* _Input records_:
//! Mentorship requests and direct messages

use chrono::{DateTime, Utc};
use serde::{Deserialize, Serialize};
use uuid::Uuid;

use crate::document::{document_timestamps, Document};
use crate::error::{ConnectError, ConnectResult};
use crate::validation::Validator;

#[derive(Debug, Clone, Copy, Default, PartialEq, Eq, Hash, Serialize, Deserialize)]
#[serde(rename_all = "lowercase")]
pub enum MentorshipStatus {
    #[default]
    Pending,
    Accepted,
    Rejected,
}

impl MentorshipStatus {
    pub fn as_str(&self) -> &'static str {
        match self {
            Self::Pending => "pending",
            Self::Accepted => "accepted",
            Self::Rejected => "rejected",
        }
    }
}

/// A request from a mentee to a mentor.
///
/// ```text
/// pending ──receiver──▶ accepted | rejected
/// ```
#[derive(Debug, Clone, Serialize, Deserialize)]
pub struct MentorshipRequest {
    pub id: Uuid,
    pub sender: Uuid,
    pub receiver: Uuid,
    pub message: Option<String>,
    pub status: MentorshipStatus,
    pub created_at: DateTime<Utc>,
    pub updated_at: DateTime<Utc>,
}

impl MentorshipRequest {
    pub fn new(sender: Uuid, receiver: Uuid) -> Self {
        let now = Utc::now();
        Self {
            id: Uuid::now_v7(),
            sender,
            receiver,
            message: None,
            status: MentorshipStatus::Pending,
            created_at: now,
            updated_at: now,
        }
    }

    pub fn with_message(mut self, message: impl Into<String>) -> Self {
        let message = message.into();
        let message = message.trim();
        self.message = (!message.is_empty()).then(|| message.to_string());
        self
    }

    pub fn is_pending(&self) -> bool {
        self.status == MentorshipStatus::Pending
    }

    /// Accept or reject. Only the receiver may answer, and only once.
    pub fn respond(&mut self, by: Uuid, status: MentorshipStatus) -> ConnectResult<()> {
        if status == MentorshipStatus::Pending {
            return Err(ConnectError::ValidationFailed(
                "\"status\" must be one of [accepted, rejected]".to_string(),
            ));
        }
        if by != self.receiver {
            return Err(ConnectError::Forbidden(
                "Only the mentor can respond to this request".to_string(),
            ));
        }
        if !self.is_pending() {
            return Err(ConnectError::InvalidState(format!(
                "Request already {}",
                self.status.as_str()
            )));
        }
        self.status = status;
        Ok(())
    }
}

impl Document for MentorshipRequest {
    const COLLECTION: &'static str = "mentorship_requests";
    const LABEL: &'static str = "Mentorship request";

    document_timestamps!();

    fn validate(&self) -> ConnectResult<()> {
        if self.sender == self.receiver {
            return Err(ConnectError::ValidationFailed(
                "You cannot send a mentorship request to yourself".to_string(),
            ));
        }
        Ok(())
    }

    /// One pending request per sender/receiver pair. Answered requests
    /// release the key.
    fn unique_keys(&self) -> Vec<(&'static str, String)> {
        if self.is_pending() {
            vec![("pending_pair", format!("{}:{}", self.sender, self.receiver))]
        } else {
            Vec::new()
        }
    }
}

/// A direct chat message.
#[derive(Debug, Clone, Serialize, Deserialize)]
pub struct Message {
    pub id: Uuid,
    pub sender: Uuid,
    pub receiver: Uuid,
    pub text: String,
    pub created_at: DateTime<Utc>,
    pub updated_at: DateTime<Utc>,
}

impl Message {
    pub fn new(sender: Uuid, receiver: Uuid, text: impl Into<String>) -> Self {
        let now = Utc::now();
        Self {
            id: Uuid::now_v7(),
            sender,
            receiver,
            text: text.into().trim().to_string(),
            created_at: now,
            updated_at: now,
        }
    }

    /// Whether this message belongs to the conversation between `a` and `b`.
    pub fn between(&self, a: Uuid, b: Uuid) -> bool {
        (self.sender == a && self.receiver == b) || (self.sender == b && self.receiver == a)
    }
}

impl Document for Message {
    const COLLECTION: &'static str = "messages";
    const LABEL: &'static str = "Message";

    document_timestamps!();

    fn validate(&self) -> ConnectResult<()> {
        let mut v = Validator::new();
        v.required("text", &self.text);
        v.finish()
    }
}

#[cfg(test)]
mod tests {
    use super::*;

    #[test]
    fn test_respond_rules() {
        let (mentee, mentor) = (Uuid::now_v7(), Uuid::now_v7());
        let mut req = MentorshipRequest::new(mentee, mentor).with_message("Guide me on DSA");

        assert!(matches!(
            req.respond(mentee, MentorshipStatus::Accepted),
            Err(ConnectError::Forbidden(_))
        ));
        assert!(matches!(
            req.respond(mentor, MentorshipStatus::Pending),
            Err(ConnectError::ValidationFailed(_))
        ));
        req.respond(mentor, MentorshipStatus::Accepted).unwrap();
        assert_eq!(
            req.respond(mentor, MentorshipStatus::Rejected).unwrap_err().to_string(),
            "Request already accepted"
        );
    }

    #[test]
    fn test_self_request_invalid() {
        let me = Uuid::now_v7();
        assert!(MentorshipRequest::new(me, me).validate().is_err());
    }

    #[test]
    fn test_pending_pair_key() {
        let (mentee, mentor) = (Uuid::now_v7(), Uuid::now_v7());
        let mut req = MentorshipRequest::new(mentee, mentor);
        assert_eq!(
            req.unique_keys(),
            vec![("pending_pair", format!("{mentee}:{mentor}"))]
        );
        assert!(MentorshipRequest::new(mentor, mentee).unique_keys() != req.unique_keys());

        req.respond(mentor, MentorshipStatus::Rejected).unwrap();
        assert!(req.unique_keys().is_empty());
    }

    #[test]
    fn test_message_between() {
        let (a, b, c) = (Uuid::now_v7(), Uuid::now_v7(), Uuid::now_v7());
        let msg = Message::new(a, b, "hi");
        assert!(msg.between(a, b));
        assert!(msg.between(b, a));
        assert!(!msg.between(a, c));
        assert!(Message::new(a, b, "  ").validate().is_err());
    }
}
* * *
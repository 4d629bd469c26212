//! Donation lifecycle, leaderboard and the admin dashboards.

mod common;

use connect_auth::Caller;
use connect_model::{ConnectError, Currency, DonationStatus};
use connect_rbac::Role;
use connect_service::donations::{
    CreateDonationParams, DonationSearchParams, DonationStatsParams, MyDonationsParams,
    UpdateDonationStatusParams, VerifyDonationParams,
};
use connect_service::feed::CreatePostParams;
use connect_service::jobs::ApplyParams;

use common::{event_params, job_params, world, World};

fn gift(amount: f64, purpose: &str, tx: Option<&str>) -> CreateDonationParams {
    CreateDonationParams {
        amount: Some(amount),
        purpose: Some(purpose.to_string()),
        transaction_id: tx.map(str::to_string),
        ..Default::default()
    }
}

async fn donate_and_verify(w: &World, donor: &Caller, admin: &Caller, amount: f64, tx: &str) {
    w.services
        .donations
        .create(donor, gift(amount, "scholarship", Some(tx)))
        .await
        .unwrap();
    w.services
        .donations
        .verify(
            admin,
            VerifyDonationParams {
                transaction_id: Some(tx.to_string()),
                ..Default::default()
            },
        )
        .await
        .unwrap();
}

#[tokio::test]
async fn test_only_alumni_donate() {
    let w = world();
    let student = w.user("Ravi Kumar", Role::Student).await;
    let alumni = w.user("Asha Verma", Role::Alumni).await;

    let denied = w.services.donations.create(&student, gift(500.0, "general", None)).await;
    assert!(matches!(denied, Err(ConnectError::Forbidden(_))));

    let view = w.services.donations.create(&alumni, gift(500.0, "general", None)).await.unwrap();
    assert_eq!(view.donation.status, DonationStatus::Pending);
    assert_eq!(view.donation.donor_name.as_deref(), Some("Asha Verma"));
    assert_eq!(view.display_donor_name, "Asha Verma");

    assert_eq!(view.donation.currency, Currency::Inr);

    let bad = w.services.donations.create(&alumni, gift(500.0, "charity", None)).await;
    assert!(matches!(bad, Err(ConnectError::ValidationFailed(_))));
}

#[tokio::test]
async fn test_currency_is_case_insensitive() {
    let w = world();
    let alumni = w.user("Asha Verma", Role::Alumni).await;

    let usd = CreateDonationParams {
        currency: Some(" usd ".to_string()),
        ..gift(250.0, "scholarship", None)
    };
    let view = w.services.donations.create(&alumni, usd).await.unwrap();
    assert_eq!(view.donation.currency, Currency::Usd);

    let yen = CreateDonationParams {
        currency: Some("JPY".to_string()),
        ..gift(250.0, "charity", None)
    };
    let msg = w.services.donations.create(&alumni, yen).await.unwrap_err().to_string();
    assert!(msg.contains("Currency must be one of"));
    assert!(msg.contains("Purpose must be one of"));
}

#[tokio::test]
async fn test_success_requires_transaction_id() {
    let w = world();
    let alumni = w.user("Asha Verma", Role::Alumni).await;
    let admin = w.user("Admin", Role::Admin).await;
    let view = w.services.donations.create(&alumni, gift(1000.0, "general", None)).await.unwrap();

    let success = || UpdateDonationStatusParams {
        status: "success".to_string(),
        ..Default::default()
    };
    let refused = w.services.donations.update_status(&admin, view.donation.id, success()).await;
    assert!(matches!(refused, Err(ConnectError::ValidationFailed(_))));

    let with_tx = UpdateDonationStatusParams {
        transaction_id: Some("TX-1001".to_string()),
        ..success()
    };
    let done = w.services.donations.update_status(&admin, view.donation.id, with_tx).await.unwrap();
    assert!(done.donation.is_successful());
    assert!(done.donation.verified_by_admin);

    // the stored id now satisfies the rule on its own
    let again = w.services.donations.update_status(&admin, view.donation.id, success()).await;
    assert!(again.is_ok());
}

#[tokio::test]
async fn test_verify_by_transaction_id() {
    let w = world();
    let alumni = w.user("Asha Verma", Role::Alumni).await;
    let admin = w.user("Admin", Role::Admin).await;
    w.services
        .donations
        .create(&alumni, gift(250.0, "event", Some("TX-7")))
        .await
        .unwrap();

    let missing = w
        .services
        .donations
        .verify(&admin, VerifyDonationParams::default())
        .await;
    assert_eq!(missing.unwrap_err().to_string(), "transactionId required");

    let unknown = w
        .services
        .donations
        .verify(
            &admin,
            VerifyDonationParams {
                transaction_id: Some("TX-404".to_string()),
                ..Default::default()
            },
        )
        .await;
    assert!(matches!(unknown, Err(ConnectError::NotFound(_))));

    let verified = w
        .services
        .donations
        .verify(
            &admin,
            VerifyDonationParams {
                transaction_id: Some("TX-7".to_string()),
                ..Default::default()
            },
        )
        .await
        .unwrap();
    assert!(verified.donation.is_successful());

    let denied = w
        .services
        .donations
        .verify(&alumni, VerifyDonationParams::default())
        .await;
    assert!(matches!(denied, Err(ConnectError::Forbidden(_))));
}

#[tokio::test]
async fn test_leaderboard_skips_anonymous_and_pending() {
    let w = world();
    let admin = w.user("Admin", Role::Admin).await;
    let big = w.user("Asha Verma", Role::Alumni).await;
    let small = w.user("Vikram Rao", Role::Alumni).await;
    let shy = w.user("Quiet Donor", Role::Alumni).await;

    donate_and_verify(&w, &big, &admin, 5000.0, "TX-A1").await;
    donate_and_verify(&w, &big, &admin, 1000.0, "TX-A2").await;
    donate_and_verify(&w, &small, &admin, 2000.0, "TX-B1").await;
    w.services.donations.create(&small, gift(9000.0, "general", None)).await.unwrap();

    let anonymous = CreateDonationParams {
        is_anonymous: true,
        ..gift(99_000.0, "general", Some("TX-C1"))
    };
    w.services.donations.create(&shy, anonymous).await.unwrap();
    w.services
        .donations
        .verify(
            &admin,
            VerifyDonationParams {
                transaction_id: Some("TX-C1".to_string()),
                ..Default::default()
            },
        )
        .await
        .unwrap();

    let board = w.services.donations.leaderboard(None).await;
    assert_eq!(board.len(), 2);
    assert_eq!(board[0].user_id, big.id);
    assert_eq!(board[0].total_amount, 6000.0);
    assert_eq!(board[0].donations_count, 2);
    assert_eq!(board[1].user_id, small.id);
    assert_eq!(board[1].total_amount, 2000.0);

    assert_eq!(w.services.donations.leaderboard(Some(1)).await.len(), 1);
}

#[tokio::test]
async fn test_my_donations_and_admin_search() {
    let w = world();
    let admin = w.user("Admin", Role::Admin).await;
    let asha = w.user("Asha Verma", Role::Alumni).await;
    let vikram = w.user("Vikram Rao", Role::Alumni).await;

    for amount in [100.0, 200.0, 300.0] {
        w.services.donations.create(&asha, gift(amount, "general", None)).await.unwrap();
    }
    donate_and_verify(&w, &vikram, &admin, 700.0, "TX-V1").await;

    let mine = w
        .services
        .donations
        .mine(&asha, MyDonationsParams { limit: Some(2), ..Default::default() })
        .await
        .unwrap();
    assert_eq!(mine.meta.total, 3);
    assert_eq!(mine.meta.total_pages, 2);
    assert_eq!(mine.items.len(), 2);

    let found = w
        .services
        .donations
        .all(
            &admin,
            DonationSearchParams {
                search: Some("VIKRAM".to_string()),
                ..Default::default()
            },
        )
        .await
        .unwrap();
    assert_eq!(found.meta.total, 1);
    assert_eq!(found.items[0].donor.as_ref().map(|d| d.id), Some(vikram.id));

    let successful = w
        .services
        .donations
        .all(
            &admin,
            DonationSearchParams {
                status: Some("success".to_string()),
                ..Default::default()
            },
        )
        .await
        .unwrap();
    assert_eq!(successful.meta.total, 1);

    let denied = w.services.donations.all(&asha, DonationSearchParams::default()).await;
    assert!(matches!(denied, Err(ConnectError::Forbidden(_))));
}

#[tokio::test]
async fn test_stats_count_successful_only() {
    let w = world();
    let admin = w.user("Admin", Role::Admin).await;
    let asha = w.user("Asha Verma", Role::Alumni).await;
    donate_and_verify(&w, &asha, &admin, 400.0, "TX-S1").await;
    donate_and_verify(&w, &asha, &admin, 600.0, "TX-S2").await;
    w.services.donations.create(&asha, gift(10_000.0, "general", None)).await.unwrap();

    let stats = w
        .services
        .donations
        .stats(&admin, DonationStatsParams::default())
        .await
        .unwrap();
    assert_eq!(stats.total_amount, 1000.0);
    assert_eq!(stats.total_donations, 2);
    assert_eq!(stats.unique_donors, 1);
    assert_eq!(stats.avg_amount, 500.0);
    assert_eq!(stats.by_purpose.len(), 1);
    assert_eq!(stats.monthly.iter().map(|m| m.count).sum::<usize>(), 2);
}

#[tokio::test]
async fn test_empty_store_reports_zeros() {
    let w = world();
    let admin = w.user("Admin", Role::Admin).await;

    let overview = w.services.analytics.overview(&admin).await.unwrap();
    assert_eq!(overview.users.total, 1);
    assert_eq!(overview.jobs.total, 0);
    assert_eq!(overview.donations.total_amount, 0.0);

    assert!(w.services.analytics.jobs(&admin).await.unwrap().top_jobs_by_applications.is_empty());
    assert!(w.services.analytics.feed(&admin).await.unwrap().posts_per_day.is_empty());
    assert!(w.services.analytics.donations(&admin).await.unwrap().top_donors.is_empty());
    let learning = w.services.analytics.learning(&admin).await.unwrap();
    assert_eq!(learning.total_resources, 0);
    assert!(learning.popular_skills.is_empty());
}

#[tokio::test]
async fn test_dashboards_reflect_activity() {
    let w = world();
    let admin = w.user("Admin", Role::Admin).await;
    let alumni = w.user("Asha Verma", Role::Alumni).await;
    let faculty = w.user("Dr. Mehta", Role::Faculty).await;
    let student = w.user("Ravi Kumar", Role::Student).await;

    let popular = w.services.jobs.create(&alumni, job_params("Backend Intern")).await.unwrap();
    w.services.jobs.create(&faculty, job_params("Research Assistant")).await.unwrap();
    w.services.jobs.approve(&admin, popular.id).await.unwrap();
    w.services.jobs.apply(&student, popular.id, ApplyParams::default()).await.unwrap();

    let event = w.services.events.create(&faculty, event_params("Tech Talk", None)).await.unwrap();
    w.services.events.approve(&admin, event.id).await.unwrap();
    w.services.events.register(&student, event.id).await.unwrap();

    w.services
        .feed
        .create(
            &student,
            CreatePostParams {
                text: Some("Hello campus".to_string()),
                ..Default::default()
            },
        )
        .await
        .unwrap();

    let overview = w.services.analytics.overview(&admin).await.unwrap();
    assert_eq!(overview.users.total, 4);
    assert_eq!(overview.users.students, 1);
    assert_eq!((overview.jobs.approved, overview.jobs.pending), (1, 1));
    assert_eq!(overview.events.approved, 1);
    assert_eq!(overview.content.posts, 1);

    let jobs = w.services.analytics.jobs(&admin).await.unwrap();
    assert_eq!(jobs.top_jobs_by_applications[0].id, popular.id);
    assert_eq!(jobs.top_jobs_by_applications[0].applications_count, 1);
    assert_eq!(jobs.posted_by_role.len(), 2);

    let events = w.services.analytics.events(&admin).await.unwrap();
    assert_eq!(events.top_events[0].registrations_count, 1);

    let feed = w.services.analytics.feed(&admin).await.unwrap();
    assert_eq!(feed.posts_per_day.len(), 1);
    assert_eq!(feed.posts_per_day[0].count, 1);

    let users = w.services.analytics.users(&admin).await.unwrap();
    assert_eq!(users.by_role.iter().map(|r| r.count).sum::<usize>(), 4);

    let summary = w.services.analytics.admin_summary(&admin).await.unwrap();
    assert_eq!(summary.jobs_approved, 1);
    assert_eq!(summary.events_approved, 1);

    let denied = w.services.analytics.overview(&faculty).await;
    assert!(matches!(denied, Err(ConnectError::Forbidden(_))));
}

* _Instructions for the task_: What you return must be an exact retyping of the lines above starting at the line with "and direct messages" and ending at the line with "let message = message.into();", and nothing besides.

* _Response box_:
//! Mentorship requests and direct messages

use chrono::{DateTime, Utc};
use serde::{Deserialize, Serialize};
use uuid::Uuid;

use crate::document::{document_timestamps, Document};
use crate::error::{ConnectError, ConnectResult};
use crate::validation::Validator;

#[derive(Debug, Clone, Copy, Default, PartialEq, Eq, Hash, Serialize, Deserialize)]
#[serde(rename_all = "lowercase")]
pub enum MentorshipStatus {
    #[default]
    Pending,
    Accepted,
    Rejected,
}

impl MentorshipStatus {
    pub fn as_str(&self) -> &'static str {
        match self {
            Self::Pending => "pending",
            Self::Accepted => "accepted",
            Self::Rejected => "rejected",
        }
    }
}

/// A request from a mentee to a mentor.
///
/// ```text
/// pending ──receiver──▶ accepted | rejected
/// ```
#[derive(Debug, Clone, Serialize, Deserialize)]
pub struct MentorshipRequest {
    pub id: Uuid,
    pub sender: Uuid,
    pub receiver: Uuid,
    pub message: Option<String>,
    pub status: MentorshipStatus,
    pub created_at: DateTime<Utc>,
    pub updated_at: DateTime<Utc>,
}

impl MentorshipRequest {
    pub fn new(sender: Uuid, receiver: Uuid) -> Self {
        let now = Utc::now();
        Self {
            id: Uuid::now_v7(),
            sender,
            receiver,
            message: None,
            status: MentorshipStatus::Pending,
            created_at: now,
            updated_at: now,
        }
    }

    pub fn with_message(mut self, message: impl Into<String>) -> Self {
        let message = message.into();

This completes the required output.